» **Work item**
Pull every line with "split" from the data.

Stored data entries:

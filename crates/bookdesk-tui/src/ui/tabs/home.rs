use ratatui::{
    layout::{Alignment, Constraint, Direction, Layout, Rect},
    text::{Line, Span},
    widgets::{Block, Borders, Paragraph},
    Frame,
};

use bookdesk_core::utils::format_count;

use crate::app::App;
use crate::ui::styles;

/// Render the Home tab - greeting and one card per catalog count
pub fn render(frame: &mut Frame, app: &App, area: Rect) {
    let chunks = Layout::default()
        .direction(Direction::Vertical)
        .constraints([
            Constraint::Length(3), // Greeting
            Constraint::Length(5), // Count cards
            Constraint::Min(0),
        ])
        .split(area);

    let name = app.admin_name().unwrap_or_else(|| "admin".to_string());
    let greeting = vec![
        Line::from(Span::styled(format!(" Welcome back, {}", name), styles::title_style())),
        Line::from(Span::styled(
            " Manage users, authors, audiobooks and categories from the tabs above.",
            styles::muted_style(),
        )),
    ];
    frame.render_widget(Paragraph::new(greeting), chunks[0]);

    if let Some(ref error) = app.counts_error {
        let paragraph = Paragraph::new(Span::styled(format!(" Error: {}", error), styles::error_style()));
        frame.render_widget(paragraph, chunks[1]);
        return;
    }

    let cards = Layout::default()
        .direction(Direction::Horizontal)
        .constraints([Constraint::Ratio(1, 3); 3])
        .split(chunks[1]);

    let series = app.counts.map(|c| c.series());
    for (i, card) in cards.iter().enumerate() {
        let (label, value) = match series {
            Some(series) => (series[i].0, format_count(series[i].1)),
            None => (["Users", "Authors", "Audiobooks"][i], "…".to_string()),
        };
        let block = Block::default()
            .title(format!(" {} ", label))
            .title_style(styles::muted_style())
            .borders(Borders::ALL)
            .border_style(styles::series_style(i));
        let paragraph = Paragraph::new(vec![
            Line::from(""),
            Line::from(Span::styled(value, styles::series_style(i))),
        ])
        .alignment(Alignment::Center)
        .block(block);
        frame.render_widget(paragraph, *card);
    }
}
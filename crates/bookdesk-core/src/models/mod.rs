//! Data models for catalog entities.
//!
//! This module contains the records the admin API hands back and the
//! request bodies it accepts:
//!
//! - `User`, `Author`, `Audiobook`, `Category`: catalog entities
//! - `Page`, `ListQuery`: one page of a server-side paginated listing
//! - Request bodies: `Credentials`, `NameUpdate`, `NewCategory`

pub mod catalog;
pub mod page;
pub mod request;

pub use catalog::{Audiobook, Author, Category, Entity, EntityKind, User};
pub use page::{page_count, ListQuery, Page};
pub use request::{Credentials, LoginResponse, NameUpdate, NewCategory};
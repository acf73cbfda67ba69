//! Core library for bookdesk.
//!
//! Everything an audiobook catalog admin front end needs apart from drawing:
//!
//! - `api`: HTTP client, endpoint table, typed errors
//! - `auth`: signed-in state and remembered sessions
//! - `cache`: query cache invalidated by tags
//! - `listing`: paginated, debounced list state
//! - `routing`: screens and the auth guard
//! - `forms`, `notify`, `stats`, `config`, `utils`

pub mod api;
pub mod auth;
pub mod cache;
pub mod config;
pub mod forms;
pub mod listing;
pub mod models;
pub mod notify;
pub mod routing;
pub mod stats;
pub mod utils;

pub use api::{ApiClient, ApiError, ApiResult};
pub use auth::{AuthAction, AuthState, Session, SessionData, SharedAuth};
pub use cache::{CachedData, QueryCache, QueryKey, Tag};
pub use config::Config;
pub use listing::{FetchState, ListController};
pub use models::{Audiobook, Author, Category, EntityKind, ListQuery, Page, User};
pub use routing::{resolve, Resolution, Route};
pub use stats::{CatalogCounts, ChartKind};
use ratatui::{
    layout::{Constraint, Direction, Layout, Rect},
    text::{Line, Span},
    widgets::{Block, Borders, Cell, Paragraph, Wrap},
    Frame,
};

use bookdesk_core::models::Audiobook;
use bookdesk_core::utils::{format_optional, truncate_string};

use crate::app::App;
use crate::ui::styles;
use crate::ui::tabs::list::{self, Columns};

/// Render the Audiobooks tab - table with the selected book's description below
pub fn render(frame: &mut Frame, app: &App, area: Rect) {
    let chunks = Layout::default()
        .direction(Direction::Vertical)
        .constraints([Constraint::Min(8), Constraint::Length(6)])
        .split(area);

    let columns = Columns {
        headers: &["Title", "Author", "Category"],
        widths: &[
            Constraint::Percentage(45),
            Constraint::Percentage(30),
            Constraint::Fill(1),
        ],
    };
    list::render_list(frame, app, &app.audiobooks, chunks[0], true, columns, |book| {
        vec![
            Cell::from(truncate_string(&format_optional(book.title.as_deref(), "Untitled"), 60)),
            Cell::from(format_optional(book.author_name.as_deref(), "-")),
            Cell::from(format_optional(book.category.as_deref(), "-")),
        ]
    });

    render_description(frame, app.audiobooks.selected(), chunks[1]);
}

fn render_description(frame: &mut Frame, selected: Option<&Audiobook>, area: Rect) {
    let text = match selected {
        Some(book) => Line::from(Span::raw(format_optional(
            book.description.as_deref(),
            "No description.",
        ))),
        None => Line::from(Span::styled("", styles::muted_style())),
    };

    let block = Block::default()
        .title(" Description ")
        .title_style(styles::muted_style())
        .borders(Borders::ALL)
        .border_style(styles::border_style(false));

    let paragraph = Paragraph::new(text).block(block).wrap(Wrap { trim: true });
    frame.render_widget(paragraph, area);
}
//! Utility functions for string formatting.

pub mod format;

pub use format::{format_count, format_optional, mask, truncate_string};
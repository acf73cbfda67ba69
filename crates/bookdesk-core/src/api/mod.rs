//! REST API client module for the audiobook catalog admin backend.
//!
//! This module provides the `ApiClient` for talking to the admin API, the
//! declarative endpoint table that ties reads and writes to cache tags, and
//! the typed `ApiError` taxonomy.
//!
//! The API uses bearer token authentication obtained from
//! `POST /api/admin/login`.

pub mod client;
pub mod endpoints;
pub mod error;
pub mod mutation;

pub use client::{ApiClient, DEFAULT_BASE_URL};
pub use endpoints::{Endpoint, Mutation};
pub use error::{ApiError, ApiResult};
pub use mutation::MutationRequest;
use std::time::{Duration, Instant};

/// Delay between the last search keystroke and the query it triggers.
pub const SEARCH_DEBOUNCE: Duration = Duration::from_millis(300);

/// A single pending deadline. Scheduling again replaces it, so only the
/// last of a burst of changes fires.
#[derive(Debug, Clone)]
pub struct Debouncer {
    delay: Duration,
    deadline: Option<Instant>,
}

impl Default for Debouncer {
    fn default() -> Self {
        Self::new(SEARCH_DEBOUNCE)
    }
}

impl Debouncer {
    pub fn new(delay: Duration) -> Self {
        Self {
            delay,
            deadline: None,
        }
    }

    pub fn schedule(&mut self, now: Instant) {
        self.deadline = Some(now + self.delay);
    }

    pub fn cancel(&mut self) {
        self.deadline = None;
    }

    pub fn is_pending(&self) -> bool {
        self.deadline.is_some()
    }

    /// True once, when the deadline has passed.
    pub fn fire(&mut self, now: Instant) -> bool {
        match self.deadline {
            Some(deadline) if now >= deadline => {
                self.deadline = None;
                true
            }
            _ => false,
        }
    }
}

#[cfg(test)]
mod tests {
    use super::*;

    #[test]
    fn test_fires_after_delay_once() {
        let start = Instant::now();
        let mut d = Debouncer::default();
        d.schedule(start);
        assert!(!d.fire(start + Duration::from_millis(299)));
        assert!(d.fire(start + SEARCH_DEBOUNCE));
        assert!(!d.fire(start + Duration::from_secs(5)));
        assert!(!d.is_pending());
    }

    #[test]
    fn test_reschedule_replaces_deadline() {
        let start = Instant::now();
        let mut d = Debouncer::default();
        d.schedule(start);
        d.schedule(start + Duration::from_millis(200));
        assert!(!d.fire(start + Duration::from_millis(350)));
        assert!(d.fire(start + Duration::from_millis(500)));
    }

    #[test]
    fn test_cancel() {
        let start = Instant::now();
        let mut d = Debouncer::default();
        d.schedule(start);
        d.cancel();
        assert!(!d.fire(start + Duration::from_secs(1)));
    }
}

==

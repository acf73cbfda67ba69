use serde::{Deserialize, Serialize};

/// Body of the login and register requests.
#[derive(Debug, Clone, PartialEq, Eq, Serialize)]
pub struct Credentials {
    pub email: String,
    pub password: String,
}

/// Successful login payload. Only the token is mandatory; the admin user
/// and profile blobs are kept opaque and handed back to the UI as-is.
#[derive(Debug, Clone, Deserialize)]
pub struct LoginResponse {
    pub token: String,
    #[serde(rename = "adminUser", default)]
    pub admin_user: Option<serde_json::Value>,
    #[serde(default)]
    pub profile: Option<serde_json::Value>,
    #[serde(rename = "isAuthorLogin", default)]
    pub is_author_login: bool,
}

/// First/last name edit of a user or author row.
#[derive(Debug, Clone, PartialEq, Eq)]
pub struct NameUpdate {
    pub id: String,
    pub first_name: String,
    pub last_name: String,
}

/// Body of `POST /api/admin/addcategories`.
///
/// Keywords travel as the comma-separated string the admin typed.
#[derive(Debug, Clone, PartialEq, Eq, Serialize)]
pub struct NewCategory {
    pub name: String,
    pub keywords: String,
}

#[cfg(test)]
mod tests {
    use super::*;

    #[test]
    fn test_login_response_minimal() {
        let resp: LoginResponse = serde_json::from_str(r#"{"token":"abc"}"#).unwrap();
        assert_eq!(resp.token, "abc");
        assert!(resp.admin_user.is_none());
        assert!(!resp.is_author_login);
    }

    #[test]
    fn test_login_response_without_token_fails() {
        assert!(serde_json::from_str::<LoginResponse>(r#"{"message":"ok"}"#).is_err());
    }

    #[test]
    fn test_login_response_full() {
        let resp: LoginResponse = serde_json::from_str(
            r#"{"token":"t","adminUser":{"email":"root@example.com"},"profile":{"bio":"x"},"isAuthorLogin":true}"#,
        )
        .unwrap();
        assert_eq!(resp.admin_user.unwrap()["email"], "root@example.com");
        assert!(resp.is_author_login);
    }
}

...

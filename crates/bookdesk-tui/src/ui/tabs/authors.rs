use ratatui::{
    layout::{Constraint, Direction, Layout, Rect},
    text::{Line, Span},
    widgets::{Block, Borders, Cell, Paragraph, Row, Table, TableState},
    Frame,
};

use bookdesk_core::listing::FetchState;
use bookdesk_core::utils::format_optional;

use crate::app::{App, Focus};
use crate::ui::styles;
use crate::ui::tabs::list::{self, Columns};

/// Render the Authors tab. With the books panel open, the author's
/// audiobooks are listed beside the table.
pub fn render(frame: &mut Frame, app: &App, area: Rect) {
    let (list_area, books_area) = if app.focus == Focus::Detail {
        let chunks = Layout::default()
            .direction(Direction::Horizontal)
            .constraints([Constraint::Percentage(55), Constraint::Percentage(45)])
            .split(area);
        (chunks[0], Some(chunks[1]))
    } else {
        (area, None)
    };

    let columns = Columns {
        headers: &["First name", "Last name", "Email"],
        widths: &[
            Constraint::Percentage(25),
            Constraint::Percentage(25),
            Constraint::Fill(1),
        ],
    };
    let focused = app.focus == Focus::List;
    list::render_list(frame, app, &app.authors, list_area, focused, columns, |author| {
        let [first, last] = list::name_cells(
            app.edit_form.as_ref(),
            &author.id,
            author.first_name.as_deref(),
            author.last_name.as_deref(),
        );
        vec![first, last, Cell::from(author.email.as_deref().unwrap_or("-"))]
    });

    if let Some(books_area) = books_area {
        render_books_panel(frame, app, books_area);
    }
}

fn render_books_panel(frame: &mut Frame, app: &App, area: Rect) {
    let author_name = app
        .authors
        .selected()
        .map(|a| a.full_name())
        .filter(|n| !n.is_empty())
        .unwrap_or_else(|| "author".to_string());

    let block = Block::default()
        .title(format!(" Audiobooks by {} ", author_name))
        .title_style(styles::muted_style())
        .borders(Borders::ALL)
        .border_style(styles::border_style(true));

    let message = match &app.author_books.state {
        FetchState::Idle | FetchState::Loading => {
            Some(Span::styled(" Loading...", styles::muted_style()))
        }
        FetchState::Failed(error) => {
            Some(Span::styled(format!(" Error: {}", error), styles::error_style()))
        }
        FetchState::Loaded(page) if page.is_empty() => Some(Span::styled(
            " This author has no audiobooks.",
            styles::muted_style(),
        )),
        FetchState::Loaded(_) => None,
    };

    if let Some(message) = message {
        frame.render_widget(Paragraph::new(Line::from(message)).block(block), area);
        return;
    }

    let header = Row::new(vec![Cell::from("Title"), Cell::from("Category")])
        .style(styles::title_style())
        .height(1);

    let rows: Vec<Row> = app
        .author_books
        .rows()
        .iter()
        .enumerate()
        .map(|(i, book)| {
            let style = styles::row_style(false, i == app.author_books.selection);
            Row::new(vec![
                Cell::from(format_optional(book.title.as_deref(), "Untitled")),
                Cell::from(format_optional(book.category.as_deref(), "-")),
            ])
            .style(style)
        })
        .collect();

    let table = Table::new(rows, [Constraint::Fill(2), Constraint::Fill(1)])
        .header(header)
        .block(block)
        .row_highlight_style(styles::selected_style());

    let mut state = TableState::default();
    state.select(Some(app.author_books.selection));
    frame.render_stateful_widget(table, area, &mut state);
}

» **Solution**
        .split(area);
        .split(chunks[1]);
        .split(area);
            .split(area);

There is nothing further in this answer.